As for dating, that's another decision you make for yourself, and it doesn't have to be black and white either. You can consider yourself still fully married, so dating the opposite sex is off limits. Or you can consider yourself married, but separated, so casual dating as friends is okay, just so you have a social life, and to help your self esteem. Or you can consider yourself single, and do whatever you want, knowing that you may be starting a series of events that could cause you to want to leave your hope and M behind.

If you accept that it's truly over and move on (like I just did), then again there's not a whole lot of reason to be here, except for general emotional support. If you're holding onto some hope, then it's not truly over for you. Moving on implies leaving your marriage behind and opening yourself up to the possibility of new things, back to the dating question.
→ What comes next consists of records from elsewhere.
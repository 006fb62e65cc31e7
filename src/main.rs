use anyhow::Result;
use console::{Term, style};
use log::{info, warn};
use rust_i18n::t;
use video_catalog_indexer::config::types::Config;
use video_catalog_indexer::init;
use video_catalog_indexer::menu::{LibrarySession, show_main_menu};
use video_catalog_indexer::signal::setup_shutdown_signal;

#[macro_use]
extern crate rust_i18n;

i18n!("locales", fallback = "en-US");

fn main() -> Result<()> {
    init::init();
    let term = Term::stdout();

    let mut config = Config::new()?;
    rust_i18n::set_locale(config.settings.language.as_str());
    let shutdown_signal = setup_shutdown_signal();
    let mut session = LibrarySession::default();

    loop {
        match show_main_menu(&term, &shutdown_signal, &mut config, &mut session) {
            Ok(true) => {}
            Ok(false) => {
                term.clear_screen()?;
                println!("\n{}", style(t!("main_menu.goodbye")).green().bold());
                info!("程式正常結束");
                break;
            }
            Err(e) => {
                warn!("程式錯誤: {e}");
                eprintln!("{} {}", style(t!("common.error_prefix")).red().bold(), e);
                break;
            }
        }
    }

    Ok(())
}
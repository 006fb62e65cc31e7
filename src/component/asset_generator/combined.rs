use super::AssetGenerator;
use crate::store::AssetPaths;
use crate::tools::{Task, run_concurrently};
use anyhow::Result;
use std::path::{Path, PathBuf};
use std::sync::{Mutex, PoisonError};

const THUMBNAIL_WEIGHT: f64 = 0.05;
const SPRITE_WEIGHT: f64 = 0.15;
const PROXY_WEIGHT: f64 = 0.80;

/// 三種素材的輸出位置
#[derive(Debug, Clone, PartialEq, Eq)]
pub struct AssetTargets {
    pub thumbnail: PathBuf,
    pub sprite: PathBuf,
    pub proxy: PathBuf,
}

/// 加權合併的整體進度（0 ~ 100，不遞減）
#[derive(Debug, Default)]
pub struct WeightedProgress {
    thumbnail: f64,
    sprite: f64,
    proxy: f64,
    reported: u8,
}

impl WeightedProgress {
    pub fn thumbnail_done(&mut self) -> Option<u8> {
        self.thumbnail = 1.0;
        self.recompute()
    }

    pub fn sprite_done(&mut self) -> Option<u8> {
        self.sprite = 1.0;
        self.recompute()
    }

    pub fn proxy_fraction(&mut self, fraction: f64) -> Option<u8> {
        self.proxy = self.proxy.max(fraction.clamp(0.0, 1.0));
        self.recompute()
    }

    #[must_use]
    pub const fn percent(&self) -> u8 {
        self.reported
    }

    /// 只有百分比上升時才回傳新值
    fn recompute(&mut self) -> Option<u8> {
        let score = self.proxy.mul_add(
            PROXY_WEIGHT,
            self.thumbnail.mul_add(THUMBNAIL_WEIGHT, self.sprite * SPRITE_WEIGHT),
        );
        let percent = (score * 100.0).round().clamp(0.0, 100.0) as u8;
        if percent > self.reported {
            self.reported = percent;
            Some(percent)
        } else {
            None
        }
    }
}

/// 同時產生縮圖、sprite sheet 與 proxy，回報加權進度
///
/// 任一項失敗即回傳該錯誤（其他項目仍會執行完畢）。
pub fn generate_all(
    generator: &dyn AssetGenerator,
    source: &Path,
    targets: &AssetTargets,
    duration: f64,
    on_progress: &(dyn Fn(u8) + Sync),
) -> Result<AssetPaths> {
    let progress = Mutex::new(WeightedProgress::default());
    let report = |update: &dyn Fn(&mut WeightedProgress) -> Option<u8>| {
        let mut guard = progress.lock().unwrap_or_else(PoisonError::into_inner);
        let changed = update(&mut *guard);
        drop(guard);
        if let Some(percent) = changed {
            on_progress(percent);
        }
    };
    let report = &report;

    let tasks: Vec<Task<'_>> = vec![
        Box::new(move || -> Result<()> {
            generator.thumbnail(source, &targets.thumbnail, duration)?;
            report(&WeightedProgress::thumbnail_done);
            Ok(())
        }),
        Box::new(move || -> Result<()> {
            generator.sprite_sheet(source, &targets.sprite, duration)?;
            report(&WeightedProgress::sprite_done);
            Ok(())
        }),
        Box::new(move || -> Result<()> {
            generator.proxy(source, &targets.proxy, duration, &|fraction: f64| {
                report(&|p: &mut WeightedProgress| p.proxy_fraction(fraction));
            })?;
            Ok(())
        }),
    ];
    run_concurrently(tasks)?;

    Ok(AssetPaths {
        thumbnail: Some(targets.thumbnail.clone()),
        sprite: Some(targets.sprite.clone()),
        proxy: Some(targets.proxy.clone()),
    })
}
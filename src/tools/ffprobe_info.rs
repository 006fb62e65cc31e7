use anyhow::{Context, Result, bail};
use log::debug;
use serde::Deserialize;
use std::path::{Path, PathBuf};
use std::process::Command;

pub const DEFAULT_FRAME_RATE: f64 = 30.0;

#[derive(Debug, Clone, PartialEq)]
pub struct VideoMetadata {
    pub duration_seconds: f64,
    pub width: Option<u32>,
    pub height: Option<u32>,
    pub codec: Option<String>,
    pub frame_rate: f64,
    pub bit_rate: Option<u64>,
}

/// 影片資訊探測介面
pub trait MetadataProbe: Send + Sync {
    fn probe(&self, path: &Path) -> Result<VideoMetadata>;
}

/// 透過外部 ffprobe 程序取得影片資訊
#[derive(Debug, Clone)]
pub struct Ffprobe {
    binary: PathBuf,
}

impl Ffprobe {
    #[must_use]
    pub fn new(binary: &Path) -> Self {
        Self {
            binary: binary.to_path_buf(),
        }
    }
}

impl Default for Ffprobe {
    fn default() -> Self {
        Self::new(Path::new("ffprobe"))
    }
}

impl MetadataProbe for Ffprobe {
    fn probe(&self, path: &Path) -> Result<VideoMetadata> {
        debug!("ffprobe: {}", path.display());
        let output = Command::new(&self.binary)
            .args([
                "-v",
                "quiet",
                "-print_format",
                "json",
                "-show_format",
                "-show_streams",
            ])
            .arg(path)
            .output()
            .with_context(|| format!("無法執行 ffprobe: {}", path.display()))?;

        if !output.status.success() {
            let stderr = String::from_utf8_lossy(&output.stderr);
            bail!("ffprobe 執行失敗 ({}): {}", path.display(), stderr.trim());
        }

        let stdout = String::from_utf8_lossy(&output.stdout);
        parse_probe_output(&stdout).with_context(|| format!("無法解析影片資訊: {}", path.display()))
    }
}

#[derive(Deserialize)]
struct FfprobeOutput {
    format: Option<FormatInfo>,
    streams: Option<Vec<StreamInfo>>,
}

#[derive(Deserialize)]
struct FormatInfo {
    duration: Option<String>,
    bit_rate: Option<String>,
}

#[derive(Deserialize)]
struct StreamInfo {
    codec_type: Option<String>,
    codec_name: Option<String>,
    width: Option<u32>,
    height: Option<u32>,
    r_frame_rate: Option<String>,
    duration: Option<String>,
    bit_rate: Option<String>,
}

/// 解析 ffprobe 的 JSON 輸出
///
/// 缺少視訊串流時寬高為 `None`；長度優先取 format，其次取串流，皆無則為 0。
pub fn parse_probe_output(json: &str) -> Result<VideoMetadata> {
    let probe: FfprobeOutput = serde_json::from_str(json).context("無法解析 ffprobe 輸出")?;

    let video_stream = probe.streams.as_ref().and_then(|streams| {
        streams
            .iter()
            .find(|s| s.codec_type.as_deref() == Some("video"))
    });

    let duration_seconds = probe
        .format
        .as_ref()
        .and_then(|f| f.duration.as_deref())
        .or_else(|| video_stream.and_then(|s| s.duration.as_deref()))
        .and_then(|d| d.parse::<f64>().ok())
        .filter(|d| d.is_finite() && *d >= 0.0)
        .unwrap_or(0.0);

    let bit_rate = probe
        .format
        .as_ref()
        .and_then(|f| f.bit_rate.as_deref())
        .or_else(|| video_stream.and_then(|s| s.bit_rate.as_deref()))
        .and_then(|b| b.parse::<u64>().ok());

    let frame_rate = video_stream
        .and_then(|s| s.r_frame_rate.as_deref())
        .and_then(parse_frame_rate)
        .unwrap_or(DEFAULT_FRAME_RATE);

    Ok(VideoMetadata {
        duration_seconds,
        width: video_stream.and_then(|s| s.width),
        height: video_stream.and_then(|s| s.height),
        codec: video_stream.and_then(|s| s.codec_name.clone()),
        frame_rate,
        bit_rate,
    })
}

/// 解析幀率字串（例如 "30/1" 或 "30000/1001"）
fn parse_frame_rate(rate: &str) -> Option<f64> {
    let value = if let Some((num_str, den_str)) = rate.split_once('/') {
        let num: f64 = num_str.trim().parse().ok()?;
        let den: f64 = den_str.trim().parse().ok()?;
        if den == 0.0 {
            return None;
        }
        num / den
    } else {
        rate.trim().parse().ok()?
    };
    (value.is_finite() && value > 0.0).then_some(value)
}
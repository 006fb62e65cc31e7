use anyhow::Result;
use log::warn;
use std::sync::{Mutex, PoisonError};
use std::thread;

pub type Task<'a> = Box<dyn FnOnce() -> Result<()> + Send + 'a>;

/// 同時執行多個任務並等待全部結束
///
/// 任何任務失敗時回傳最先完成的那個錯誤；其他任務仍會執行到結束，不會被中斷。
pub fn run_concurrently(tasks: Vec<Task<'_>>) -> Result<()> {
    let first_error: Mutex<Option<anyhow::Error>> = Mutex::new(None);

    thread::scope(|scope| {
        for task in tasks {
            let first_error = &first_error;
            scope.spawn(move || {
                if let Err(e) = task() {
                    let mut slot = first_error.lock().unwrap_or_else(PoisonError::into_inner);
                    if slot.is_none() {
                        *slot = Some(e);
                    } else {
                        warn!("額外的任務錯誤: {e:#}");
                    }
                }
            });
        }
    });

    match first_error
        .into_inner()
        .unwrap_or_else(PoisonError::into_inner)
    {
        Some(e) => Err(e),
        None => Ok(()),
    }
}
I think when most people are DBing, they let go of their spouse, meaning they accept that their spouse is now living a life separate from them, but they still hold onto the marital bond, which means no dating, or at least no serious dating. They try to fill their life up with new things, a la GALing, that don't involve looking for another partner. They also work on themselves, trying to be the best they can be, with the goal being to attract their spouse back to them. I found that doing fun things in group settings was a great way to GAL and not be lonely without dating.


Coach gave me a great analogy and explanation about 'dropping the rope'. I'm gonna keep working on myself for sure. Can't really get my head around the thought of dating though.


"Always go straight forward, and if you meet the devil, cut him in two and go between the pieces." - William Sturgis, clipper ship captain, 1830's.